## [EXERCISE BRIEF]
A complete answer includes every line below with the word "OnceLock".

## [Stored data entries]
┏━━
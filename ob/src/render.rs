//! Output renderers for final rows
//!
//! Rows are numbered from 1 in pipeline order; that number is the stable key
//! external tooling uses to track per-product completion.

use std::io::Write;

use colored::*;
use eyre::Result;

use crate::merge::{FinalRow, RtoInfo};

/// Output format for `ob run`
#[derive(Clone, Copy, Debug, Default, PartialEq, Eq)]
pub enum OutputFormat {
    #[default]
    Text,
    Json,
    Csv,
}

impl std::str::FromStr for OutputFormat {
    type Err = String;

    fn from_str(s: &str) -> Result<Self, Self::Err> {
        match s.to_lowercase().as_str() {
            "text" | "plain" => Ok(Self::Text),
            "json" => Ok(Self::Json),
            "csv" => Ok(Self::Csv),
            _ => Err(format!("Unknown format: {}. Use: text, json, or csv", s)),
        }
    }
}

impl std::fmt::Display for OutputFormat {
    fn fmt(&self, f: &mut std::fmt::Formatter<'_>) -> std::fmt::Result {
        match self {
            Self::Text => write!(f, "text"),
            Self::Json => write!(f, "json"),
            Self::Csv => write!(f, "csv"),
        }
    }
}

/// Flatten vendor items as "acme: S-5, M; zeta: XL-2"
pub fn format_rto(info: &RtoInfo) -> String {
    info.iter()
        .map(|(vendor, items)| {
            if items.is_empty() {
                vendor.clone()
            } else {
                format!("{}: {}", vendor, items.join(", "))
            }
        })
        .collect::<Vec<_>>()
        .join("; ")
}

/// Write rows in the requested format
pub fn render(rows: &[FinalRow], format: OutputFormat, placeholder: &str, out: &mut impl Write) -> Result<()> {
    match format {
        OutputFormat::Text => render_text(rows, placeholder, out),
        OutputFormat::Json => render_json(rows, out),
        OutputFormat::Csv => render_csv(rows, placeholder, out),
    }
}

fn render_text(rows: &[FinalRow], placeholder: &str, out: &mut impl Write) -> Result<()> {
    if rows.is_empty() {
        writeln!(out, "No products found")?;
        return Ok(());
    }

    for (i, row) in rows.iter().enumerate() {
        writeln!(out, "{} {}", format!("[{}]", i + 1).dimmed(), row.product_name.bold())?;
        match &row.image_src {
            Some(src) => writeln!(out, "    image: {}", src)?,
            None => writeln!(out, "    image: {}", placeholder.dimmed())?,
        }
        writeln!(out, "    sizes: {}", row.size_quantity.cyan())?;
        if let Some(info) = &row.rto_info {
            writeln!(out, "    rto:   {}", format_rto(info).yellow())?;
        }
    }
    Ok(())
}

fn render_json(rows: &[FinalRow], out: &mut impl Write) -> Result<()> {
    serde_json::to_writer_pretty(&mut *out, rows)?;
    writeln!(out)?;
    Ok(())
}

fn render_csv(rows: &[FinalRow], placeholder: &str, out: &mut impl Write) -> Result<()> {
    let mut writer = csv::Writer::from_writer(out);
    writer.write_record(["Index", "Product Name", "Image Src", "Size & Quantity", "RTO"])?;
    for (i, row) in rows.iter().enumerate() {
        let rto = row.rto_info.as_ref().map(format_rto).unwrap_or_default();
        writer.write_record([
            (i + 1).to_string().as_str(),
            row.product_name.as_str(),
            row.image_or(placeholder),
            row.size_quantity.as_str(),
            rto.as_str(),
        ])?;
    }
    writer.flush()?;
    Ok(())
}

#[cfg(test)]
mod tests {
    use super::*;

    fn rows() -> Vec<FinalRow> {
        let mut info = RtoInfo::new();
        info.insert("acme".to_string(), vec!["S-5".to_string(), "M".to_string()]);
        info.insert("zeta".to_string(), vec![]);

        vec![
            FinalRow {
                product_name: "Home Jersey".to_string(),
                sku: None,
                image_src: Some("img.png".to_string()),
                size_quantity: "S-4, L-2".to_string(),
                rto_info: Some(info),
            },
            FinalRow {
                product_name: "Scarf".to_string(),
                sku: Some("SC".to_string()),
                image_src: None,
                size_quantity: "OS-1".to_string(),
                rto_info: None,
            },
        ]
    }

    fn render_to_string(format: OutputFormat) -> String {
        let mut buf = Vec::new();
        render(&rows(), format, "placeholder.png", &mut buf).unwrap();
        String::from_utf8(buf).unwrap()
    }

    #[test]
    fn test_format_parse() {
        assert_eq!("JSON".parse::<OutputFormat>().unwrap(), OutputFormat::Json);
        assert_eq!("plain".parse::<OutputFormat>().unwrap(), OutputFormat::Text);
        assert!("xml".parse::<OutputFormat>().is_err());
        assert_eq!(OutputFormat::Csv.to_string(), "csv");
    }

    #[test]
    fn test_format_rto() {
        let rows = rows();
        assert_eq!(format_rto(rows[0].rto_info.as_ref().unwrap()), "acme: S-5, M; zeta");
    }

    #[test]
    fn test_render_csv() {
        let out = render_to_string(OutputFormat::Csv);
        let lines: Vec<_> = out.lines().collect();
        assert_eq!(lines[0], "Index,Product Name,Image Src,Size & Quantity,RTO");
        assert_eq!(lines[1], "1,Home Jersey,img.png,\"S-4, L-2\",\"acme: S-5, M; zeta\"");
        assert_eq!(lines[2], "2,Scarf,placeholder.png,OS-1,");
    }

    #[test]
    fn test_render_json_keeps_null_image() {
        let out = render_to_string(OutputFormat::Json);
        let value: serde_json::Value = serde_json::from_str(&out).unwrap();
        assert_eq!(value[0]["size_quantity"], "S-4, L-2");
        assert_eq!(value[0]["rto_info"]["acme"][1], "M");
        assert!(value[1]["image_src"].is_null());
        assert_eq!(value[1]["sku"], "SC");
    }

    #[test]
    fn test_render_text() {
        colored::control::set_override(false);
        let out = render_to_string(OutputFormat::Text);
        assert!(out.contains("[1] Home Jersey"));
        assert!(out.contains("sizes: S-4, L-2"));
        assert!(out.contains("image: placeholder.png"));
        assert!(out.contains("rto:   acme: S-5, M; zeta"));
    }

    #[test]
    fn test_render_text_empty() {
        let mut buf = Vec::new();
        render(&[], OutputFormat::Text, "p.png", &mut buf).unwrap();
        assert_eq!(String::from_utf8(buf).unwrap(), "No products found\n");
    }
}
//! Server host, the transport-agnostic state shared by every exposure

use crate::ai::Assistant;
use crate::config::AppConfig;
use crate::render::RenderCapability;
use std::sync::Arc;

/// Everything the handlers need, immutable once built
///
/// The host holds the configuration, the optional model-backed assistant
/// and the QR rendering capability. Exposures such as
/// [`RestExposure`](super::exposure::RestExposure) consume it to build their
/// routers.
pub struct ServerHost {
    pub config: Arc<AppConfig>,

    /// `None` when the server was started without model credentials
    pub assistant: Option<Arc<Assistant>>,

    pub render: RenderCapability,
}

impl ServerHost {
    pub fn new(
        config: AppConfig,
        assistant: Option<Assistant>,
        render: RenderCapability,
    ) -> Self {
        Self {
            config: Arc::new(config),
            assistant: assistant.map(Arc::new),
            render,
        }
    }

    /// Whether the model-backed endpoints can serve requests
    pub fn has_assistant(&self) -> bool {
        self.assistant.is_some()
    }
}

#[cfg(test)]
mod tests {
    use super::*;

    #[test]
    fn test_host_without_assistant() {
        let host = ServerHost::new(AppConfig::default(), None, RenderCapability::Unavailable);
        assert!(!host.has_assistant());
        assert!(!host.render.is_available());
        assert_eq!(host.config.pix.default_key, "churrasco@pix.com");
    }
}
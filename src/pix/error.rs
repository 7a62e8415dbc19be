use thiserror::Error;

/// Errors raised while building or reading a Pix payload
#[derive(Error, Debug, Clone, PartialEq)]
pub enum PixError {
    /// A required text field is empty or whitespace-only
    #[error("Field '{field}' must not be empty")]
    InvalidField { field: &'static str },

    /// Amount is zero, negative, NaN or infinite
    #[error("Amount must be a positive finite number (got {value})")]
    InvalidAmount { value: f64 },

    /// A value does not fit the two-digit length prefix
    #[error("Field '{id}' is {len} bytes long, the maximum is 99")]
    FieldTooLong { id: String, len: usize },

    /// Input does not follow the tag-length-value grammar
    #[error("Malformed payload at byte {offset}: {reason}")]
    Malformed { offset: usize, reason: &'static str },

    /// A mandatory record is absent from a parsed payload
    #[error("Payload has no '{id}' record")]
    MissingRecord { id: &'static str },

    /// Stored checksum does not match the recomputed one
    #[error("Checksum mismatch: expected {expected}, found {found}")]
    ChecksumMismatch { expected: String, found: String },
}

impl PixError {
    pub fn error_code(&self) -> &'static str {
        match self {
            PixError::InvalidField { .. } => "INVALID_FIELD",
            PixError::InvalidAmount { .. } => "INVALID_AMOUNT",
            PixError::FieldTooLong { .. } => "FIELD_TOO_LONG",
            PixError::Malformed { .. } => "MALFORMED_PAYLOAD",
            PixError::MissingRecord { .. } => "MISSING_RECORD",
            PixError::ChecksumMismatch { .. } => "CHECKSUM_MISMATCH",
        }
    }
}
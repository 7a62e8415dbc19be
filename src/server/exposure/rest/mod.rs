//! REST API exposure
//!
//! The REST exposure consumes a `ServerHost` and produces an Axum `Router`.

pub mod handlers;

use super::super::host::ServerHost;
use anyhow::Result;
use axum::{
    Json, Router,
    routing::{get, post},
};
use handlers::AppState;
use serde_json::{Value, json};
use std::sync::Arc;
use tower::ServiceBuilder;
use tower_http::cors::CorsLayer;
use tower_http::trace::TraceLayer;

/// REST API exposure implementation
pub struct RestExposure;

impl RestExposure {
    /// Build the REST router from a host
    ///
    /// Returns a router with:
    /// - Health check routes
    /// - Pix and bill-splitting routes
    /// - Model-backed routes (answer `503` when no assistant is configured)
    /// - Custom routes
    pub fn build_router(host: Arc<ServerHost>, custom_routes: Vec<Router>) -> Result<Router> {
        let state = AppState {
            config: host.config.clone(),
            assistant: host.assistant.clone(),
            render: host.render.clone(),
        };

        let mut app = Self::health_routes().merge(Self::api_routes(state));

        for custom_router in custom_routes {
            app = app.merge(custom_router);
        }

        Ok(app.layer(
            ServiceBuilder::new()
                .layer(TraceLayer::new_for_http())
                .layer(CorsLayer::permissive()),
        ))
    }

    fn api_routes(state: AppState) -> Router {
        Router::new()
            .route("/pix", post(handlers::create_pix))
            .route("/pix/verify", post(handlers::verify_pix))
            .route("/split", post(handlers::split))
            .route("/shopping-list", post(handlers::shopping_list))
            .route("/receipt", post(handlers::read_receipt))
            .route("/charges", post(handlers::charge))
            .route("/charges/overdue", post(handlers::overdue_charge))
            .with_state(state)
    }

    /// Build health check routes
    fn health_routes() -> Router {
        Router::new()
            .route("/health", get(Self::health_check))
            .route("/healthz", get(Self::health_check))
    }

    /// Health check endpoint handler
    async fn health_check() -> Json<Value> {
        Json(json!({
            "status": "ok",
            "service": "churrasco-rs"
        }))
    }
}
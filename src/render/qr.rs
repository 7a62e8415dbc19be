use super::{QrFormat, QrRenderer, RenderError, RenderedCode};
use qrcode::render::{svg, unicode};
use qrcode::{EcLevel, QrCode};

/// Renderer backed by the `qrcode` crate
#[derive(Debug, Clone, Copy)]
pub struct QrCodeRenderer {
    format: QrFormat,
}

impl QrCodeRenderer {
    pub fn new(format: QrFormat) -> Self {
        Self { format }
    }
}

impl QrRenderer for QrCodeRenderer {
    fn render(&self, text: &str) -> Result<RenderedCode, RenderError> {
        let code = QrCode::with_error_correction_level(text.as_bytes(), EcLevel::M)
            .map_err(|e| RenderError::Encode(e.to_string()))?;

        let body = match self.format {
            QrFormat::Svg => code
                .render::<svg::Color<'_>>()
                .min_dimensions(256, 256)
                .build(),
            QrFormat::Unicode => code
                .render::<unicode::Dense1x2>()
                .dark_color(unicode::Dense1x2::Light)
                .light_color(unicode::Dense1x2::Dark)
                .build(),
        };

        Ok(RenderedCode {
            format: self.format,
            body,
        })
    }
}
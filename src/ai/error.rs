use regex::Regex;
use std::sync::OnceLock;
use thiserror::Error;

/// Errors raised while talking to the text-generation service
#[derive(Error, Debug, Clone, PartialEq)]
pub enum AiError {
    /// Nothing to send (blank description, empty image)
    #[error("Missing input: {what}")]
    EmptyInput { what: &'static str },

    /// The API answered with a non-success status
    #[error("Model API returned {status}: {message}")]
    Api { status: u16, message: String },

    /// The request never got an answer (DNS, TLS, timeout...)
    #[error("Model API request failed: {message}")]
    Transport { message: String },

    /// The answer could not be decoded into the expected record
    #[error("Unexpected model response: {message}")]
    InvalidResponse { message: String },

    /// The model reported that the image is not a receipt
    #[error("{message}")]
    NotAReceipt { message: String },
}

impl AiError {
    /// Rate-limit class failures: HTTP 429 or a message that says so
    pub fn is_rate_limited(&self) -> bool {
        static RATE_LIMIT_REGEX: OnceLock<Regex> = OnceLock::new();

        if matches!(self, AiError::Api { status: 429, .. }) {
            return true;
        }
        let regex = RATE_LIMIT_REGEX
            .get_or_init(|| Regex::new(r"429|RATELIMIT_EXCEEDED|(?i:quota|rate limit)").unwrap());
        regex.is_match(&self.to_string())
    }

    pub fn error_code(&self) -> &'static str {
        match self {
            AiError::EmptyInput { .. } => "EMPTY_INPUT",
            AiError::Api { .. } if self.is_rate_limited() => "AI_RATE_LIMITED",
            AiError::Api { .. } => "AI_API_ERROR",
            AiError::Transport { .. } => "AI_UNAVAILABLE",
            AiError::InvalidResponse { .. } => "AI_INVALID_RESPONSE",
            AiError::NotAReceipt { .. } => "NOT_A_RECEIPT",
        }
    }
}

impl From<reqwest::Error> for AiError {
    fn from(err: reqwest::Error) -> Self {
        match err.status() {
            Some(status) => AiError::Api {
                status: status.as_u16(),
                message: err.to_string(),
            },
            None if err.is_decode() => AiError::InvalidResponse {
                message: err.to_string(),
            },
            None => AiError::Transport {
                message: err.to_string(),
            },
        }
    }
}

impl From<serde_json::Error> for AiError {
    fn from(err: serde_json::Error) -> Self {
        AiError::InvalidResponse {
            message: err.to_string(),
        }
    }
}
//! Core module containing the error hierarchy and request extractors

pub mod error;
pub mod extractors;

pub use error::{ChurrascoError, ChurrascoResult, ConfigError, ValidationError};
pub use extractors::ValidatedJson;
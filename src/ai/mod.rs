//! Language-model collaborator
//!
//! The model itself is an external service reached through the
//! [`TextGenerator`] trait. [`OpenAiClient`] talks to any OpenAI-compatible
//! chat-completion endpoint; tests plug in scripted generators instead.
//! [`Assistant`] turns prompts into typed records and applies the
//! [`RetryPolicy`] around every call.

pub mod assistant;
pub mod client;
pub mod error;
pub mod generator;
pub mod prompts;
pub mod retry;
pub mod types;

pub use assistant::Assistant;
pub use client::OpenAiClient;
pub use error::AiError;
pub use generator::{CompletionRequest, TextGenerator};
pub use retry::RetryPolicy;
pub use types::{Receipt, ShoppingItem, ShoppingList};
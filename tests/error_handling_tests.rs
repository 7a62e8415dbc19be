//! Tests for the typed error handling system
//!
//! These tests verify that:
//! - Errors return correct HTTP status codes
//! - Error responses carry stable codes and useful details
//! - Leaf errors convert into `ChurrascoError`

use axum::http::StatusCode;
use axum::response::IntoResponse;
use churrasco::core::error::{ConfigError, FieldValidationError, ValidationError};
use churrasco::prelude::*;

// =============================================================================
// HTTP Status Code Tests
// =============================================================================

mod status_code_tests {
    use super::*;

    #[test]
    fn test_pix_errors_return_400() {
        let errors = [
            PixError::InvalidField { field: "key" },
            PixError::InvalidAmount { value: 0.0 },
            PixError::FieldTooLong {
                id: "26".to_string(),
                len: 120,
            },
            PixError::ChecksumMismatch {
                expected: "3300".to_string(),
                found: "0000".to_string(),
            },
        ];
        for err in errors {
            assert_eq!(ChurrascoError::from(err).status_code(), StatusCode::BAD_REQUEST);
        }
    }

    #[test]
    fn test_split_error_returns_400() {
        let err: ChurrascoError = SplitError::NoParticipants.into();
        assert_eq!(err.status_code(), StatusCode::BAD_REQUEST);
        assert_eq!(err.error_code(), "NO_PARTICIPANTS");
    }

    #[test]
    fn test_validation_error_returns_400() {
        let err = ChurrascoError::Validation(ValidationError::FieldError {
            field: "amount".to_string(),
            message: "must not be negative".to_string(),
        });
        assert_eq!(err.status_code(), StatusCode::BAD_REQUEST);
        assert_eq!(err.error_code(), "VALIDATION_ERROR");
    }

    #[test]
    fn test_empty_input_returns_422() {
        let err: ChurrascoError = AiError::EmptyInput { what: "image" }.into();
        assert_eq!(err.status_code(), StatusCode::UNPROCESSABLE_ENTITY);
        assert_eq!(err.error_code(), "EMPTY_INPUT");
    }

    #[test]
    fn test_rate_limit_returns_429() {
        let by_status: ChurrascoError = AiError::Api {
            status: 429,
            message: "Too Many Requests".to_string(),
        }
        .into();
        assert_eq!(by_status.status_code(), StatusCode::TOO_MANY_REQUESTS);
        assert_eq!(by_status.error_code(), "AI_RATE_LIMITED");

        let by_message: ChurrascoError = AiError::Api {
            status: 403,
            message: "RATELIMIT_EXCEEDED".to_string(),
        }
        .into();
        assert_eq!(by_message.status_code(), StatusCode::TOO_MANY_REQUESTS);
    }

    #[test]
    fn test_upstream_failures_return_502() {
        let transport: ChurrascoError = AiError::Transport {
            message: "connection refused".to_string(),
        }
        .into();
        assert_eq!(transport.status_code(), StatusCode::BAD_GATEWAY);
        assert_eq!(transport.error_code(), "AI_UNAVAILABLE");

        let invalid: ChurrascoError = AiError::InvalidResponse {
            message: "expected value".to_string(),
        }
        .into();
        assert_eq!(invalid.status_code(), StatusCode::BAD_GATEWAY);
    }

    #[test]
    fn test_config_error_returns_500() {
        let err: ChurrascoError = ConfigError::MissingField {
            field: "ai.api_key".to_string(),
            context: "environment".to_string(),
        }
        .into();
        assert_eq!(err.status_code(), StatusCode::INTERNAL_SERVER_ERROR);
        assert_eq!(err.error_code(), "CONFIG_ERROR");
    }

    #[test]
    fn test_unavailable_returns_503() {
        let err = ChurrascoError::Unavailable {
            feature: "Model API".to_string(),
        };
        assert_eq!(err.status_code(), StatusCode::SERVICE_UNAVAILABLE);
        assert!(err.to_string().contains("Model API"));
    }
}

// =============================================================================
// Error Response Tests
// =============================================================================

mod response_tests {
    use super::*;

    #[test]
    fn test_field_errors_in_details() {
        let err = ChurrascoError::Validation(ValidationError::FieldErrors(vec![
            FieldValidationError {
                field: "city".to_string(),
                message: "must not be empty".to_string(),
            },
        ]));

        let response = err.to_response();
        assert_eq!(response.code, "VALIDATION_ERROR");
        let details = response.details.unwrap();
        assert_eq!(details["fields"][0]["field"], "city");
    }

    #[test]
    fn test_checksum_mismatch_in_details() {
        let err = verify_payload("00020101021226270014br.gov.bcb.pix0105a@b.c63040000")
            .map_err(ChurrascoError::from)
            .unwrap_err();

        let response = err.to_response();
        assert_eq!(response.code, "CHECKSUM_MISMATCH");
        assert_eq!(response.details.unwrap()["found"], "0000");
    }

    #[test]
    fn test_errors_without_details_skip_the_field() {
        let err: ChurrascoError = SplitError::NoParticipants.into();
        let json = serde_json::to_value(err.to_response()).unwrap();
        assert!(json.get("details").is_none());
        assert_eq!(json["message"], "No participants were given");
    }
}

// =============================================================================
// IntoResponse Tests
// =============================================================================

mod into_response_tests {
    use super::*;

    #[test]
    fn test_pix_error_into_response_status() {
        let err = ChurrascoError::from(PixError::InvalidAmount { value: -5.0 });
        let response = err.into_response();
        assert_eq!(response.status(), StatusCode::BAD_REQUEST);
    }

    #[test]
    fn test_not_a_receipt_into_response_status() {
        let response = ChurrascoError::from(AiError::NotAReceipt {
            message: "Não é uma nota fiscal".to_string(),
        })
        .into_response();
        assert_eq!(response.status(), StatusCode::UNPROCESSABLE_ENTITY);
    }
}

// =============================================================================
// Conversion Tests
// =============================================================================

mod conversion_tests {
    use super::*;
    use std::error::Error;

    #[test]
    fn test_source_is_leaf_error() {
        let err: ChurrascoError = PixError::MissingRecord { id: "63" }.into();
        let source = err.source().unwrap();
        assert!(source.to_string().contains("63"));
    }

    #[test]
    fn test_from_yaml_error() {
        let yaml_err = serde_yaml::from_str::<AppConfig>("server: [").unwrap_err();
        let err: ChurrascoError = yaml_err.into();
        assert!(matches!(
            err,
            ChurrascoError::Config(ConfigError::ParseError { .. })
        ));
    }

    #[test]
    fn test_from_anyhow() {
        let err: ChurrascoError = anyhow::anyhow!("boom").into();
        assert_eq!(err.error_code(), "INTERNAL_ERROR");
    }
}
//! Axum extractors for validated request bodies

use crate::core::error::{ChurrascoError, ValidationError};
use axum::Json;
use axum::extract::{FromRequest, Request};
use serde::de::DeserializeOwned;
use validator::Validate;

/// Axum extractor that deserializes a JSON body and runs its `Validate` rules
///
/// Rejections are regular [`ChurrascoError`] responses: malformed JSON and
/// failed rules both come back as `400 VALIDATION_ERROR`.
///
/// # Usage
///
/// ```rust,ignore
/// pub async fn create_pix(
///     ValidatedJson(request): ValidatedJson<PixRequest>,
/// ) -> ChurrascoResult<Json<PixResponse>> {
///     // request already passed its field rules
/// }
/// ```
#[derive(Debug, Clone)]
pub struct ValidatedJson<T>(pub T);

impl<T> ValidatedJson<T> {
    pub fn into_inner(self) -> T {
        self.0
    }
}

impl<T> std::ops::Deref for ValidatedJson<T> {
    type Target = T;

    fn deref(&self) -> &Self::Target {
        &self.0
    }
}

impl<S, T> FromRequest<S> for ValidatedJson<T>
where
    S: Send + Sync,
    T: DeserializeOwned + Validate,
{
    type Rejection = ChurrascoError;

    async fn from_request(req: Request, state: &S) -> Result<Self, Self::Rejection> {
        let Json(payload): Json<T> = Json::from_request(req, state).await.map_err(|e| {
            ValidationError::InvalidJson {
                message: e.body_text(),
            }
        })?;

        payload.validate().map_err(ValidationError::from)?;

        Ok(ValidatedJson(payload))
    }
}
┗━━
## [TASK ANSWER]
use std::sync::OnceLock;
        static RATE_LIMIT_REGEX: OnceLock<Regex> = OnceLock::new();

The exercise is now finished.